CALIDAD DE VIDA Y MEDICINA

The work reported by Cochrane (1989) was carried out as a corollary to a comprehensive land systems soil survey of the Geo-Economic Region of Brasilia, covering some 22 million hectares surrounding and including the 2 million hectares of the Federal District (Cochrane et al. 1989). The study of the Geo-economic Region of Brasilia has been summarized in Chapter 9.

Past work.

Improved crop production in the savannas (cerrados) of central Brazil was correctly associated with increasing rooting depth. This ameliorates water stress during the “veranicos” or dry spells that are common towards the latter part of the wet season (Goedert et al.1980). Deeper rooting of crops was achieved by deep liming (Gonzalez-Erico et al. 1979), attributed to overcoming Al toxicity. Ritchey et al. (1980) also attributed deep rooting in corn (Zea mays L.) to the “correction” of Al toxicity by the downward movement of calcium incorporated in the plow layer as lime.
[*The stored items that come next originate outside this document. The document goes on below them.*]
use std::fs;
use std::io::{self, Write};
use std::path::{Path, PathBuf};
use std::sync::Once;

use anyhow::{Context, Result};
use clap::{Parser, Subcommand, ValueEnum};
use nbft::{ChecksumPolicy, DecodeConfig, Nbft};
use tracing::{debug, info};
use tracing_subscriber::EnvFilter;

fn init_tracing() {
    static INIT: Once = Once::new();
    INIT.call_once(|| {
        let env_filter =
            EnvFilter::try_from_default_env().unwrap_or_else(|_| EnvFilter::new("info"));
        let format = std::env::var("NBFT_LOG_FORMAT").unwrap_or_else(|_| "compact".to_string());

        // Logs go to stderr so stdout stays parseable.
        if format.eq_ignore_ascii_case("json") {
            tracing_subscriber::fmt()
                .with_env_filter(env_filter.clone())
                .with_target(true)
                .with_writer(io::stderr)
                .json()
                .flatten_event(true)
                .init();
        } else {
            tracing_subscriber::fmt()
                .with_env_filter(env_filter)
                .with_target(true)
                .with_writer(io::stderr)
                .compact()
                .init();
        }
    });
}

#[derive(Parser, Debug)]
#[command(name = "nbftctl")]
#[command(about = "Inspect ACPI NVMe Boot Firmware Tables", long_about = None)]
struct Cli {
    #[command(subcommand)]
    command: Commands,
}

#[derive(Clone, Copy, Debug, PartialEq, Eq, ValueEnum)]
enum OutputFormat {
    Text,
    Json,
}

#[derive(Clone, Copy, Debug, PartialEq, Eq, ValueEnum)]
enum ChecksumArg {
    Ignore,
    Warn,
    Enforce,
}

impl From<ChecksumArg> for ChecksumPolicy {
    fn from(arg: ChecksumArg) -> Self {
        match arg {
            ChecksumArg::Ignore => ChecksumPolicy::Ignore,
            ChecksumArg::Warn => ChecksumPolicy::Warn,
            ChecksumArg::Enforce => ChecksumPolicy::Enforce,
        }
    }
}

#[derive(Subcommand, Debug)]
enum Commands {
    /// Decode a table and print every descriptor
    Show {
        /// Table image, e.g. a copy of /sys/firmware/acpi/tables/NBFT
        file: PathBuf,
        #[arg(long, value_enum, default_value = "text")]
        format: OutputFormat,
        /// YAML decoder configuration
        #[arg(long)]
        config: Option<PathBuf>,
        /// Reject unknown minor revisions
        #[arg(long)]
        strict_minor: bool,
        #[arg(long, value_enum)]
        checksum: Option<ChecksumArg>,
    },
    /// Validate the header and control block only
    Check {
        file: PathBuf,
        /// YAML decoder configuration
        #[arg(long)]
        config: Option<PathBuf>,
    },
}

/// Load the YAML config if given, then apply flag overrides.
fn load_config(
    path: Option<&Path>,
    strict_minor: bool,
    checksum: Option<ChecksumArg>,
) -> Result<DecodeConfig> {
    let mut config = match path {
        Some(path) => {
            let text = fs::read_to_string(path)
                .with_context(|| format!("reading config {}", path.display()))?;
            DecodeConfig::from_yaml_str(&text)
                .with_context(|| format!("parsing config {}", path.display()))?
        }
        None => DecodeConfig::default(),
    };
    if strict_minor {
        config.strict_minor_revision = true;
    }
    if let Some(checksum) = checksum {
        config.checksum = checksum.into();
    }
    debug!(?config, "decoder configuration");
    Ok(config)
}

fn read_table(path: &Path) -> Result<Vec<u8>> {
    let bytes = fs::read(path).with_context(|| format!("reading table {}", path.display()))?;
    info!(path = %path.display(), len = bytes.len(), "loaded NBFT image");
    Ok(bytes)
}

fn main() -> Result<()> {
    init_tracing();
    let cli = Cli::parse();

    match cli.command {
        Commands::Show {
            file,
            format,
            config,
            strict_minor,
            checksum,
        } => {
            let config = load_config(config.as_deref(), strict_minor, checksum)?;
            let bytes = read_table(&file)?;
            let table = Nbft::parse_with(&bytes, &config)
                .with_context(|| format!("decoding {}", file.display()))?;
            let report = table.report();

            let mut out = io::stdout().lock();
            match format {
                OutputFormat::Text => write!(out, "{report}")?,
                OutputFormat::Json => {
                    serde_json::to_writer_pretty(&mut out, &report)?;
                    writeln!(out)?;
                }
            }
        }
        Commands::Check { file, config } => {
            let config = load_config(config.as_deref(), false, None)?;
            let bytes = read_table(&file)?;
            let table = Nbft::parse_with(&bytes, &config)
                .with_context(|| format!("decoding {}", file.display()))?;
            let header = table.header();
            let control = table.control();
            println!(
                "{}: NBFT {}.{} len {} #HFI {} #NS {} #SEC {} #DISC {}",
                file.display(),
                header.major_revision,
                header.minor_revision,
                header.length,
                control.hfi.count,
                control.ssns.count,
                control.security.count,
                control.discovery.count
            );
        }
    }

    Ok(())
}
//! IP address fields.

use std::net::{IpAddr, Ipv4Addr, Ipv6Addr};

/// Decode a 16-byte address field.
///
/// The RFC 4291 IPv4-mapped form (`::ffff:a.b.c.d`: ten zero bytes, then
/// `ff ff`) yields an IPv4 address; every other pattern is IPv6.
pub fn decode_ip(bytes: [u8; 16]) -> IpAddr {
    match bytes {
        [0, 0, 0, 0, 0, 0, 0, 0, 0, 0, 0xff, 0xff, a, b, c, d] => {
            IpAddr::V4(Ipv4Addr::new(a, b, c, d))
        }
        _ => IpAddr::V6(Ipv6Addr::from(bytes)),
    }
}

/// Format a MAC address as colon-separated lowercase hex.
pub fn format_mac(mac: &[u8; 6]) -> String {
    mac.iter()
        .map(|b| format!("{b:02x}"))
        .collect::<Vec<_>>()
        .join(":")
}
However, following additional work, Ritchey et al. (1982) hypothesized that rooting depth in the cerrados oxisolic soils was more likely to by limited by Ca deficiency than Al toxicity; they established a “critical level” for soil Ca of less 0.02 cmolckg-1. Although not observed by those latter

authors, the acrustox soils of their study had Ca/Mg ratios varying from 0.4 to 1.8, with an average of 0.9 to a depth of 90 cm. These low ratios suggested to the senior author a possible imbalance between Ca and Mg.

The study of the chemistry of the soils of the Geo-Economic Region of Brasilia.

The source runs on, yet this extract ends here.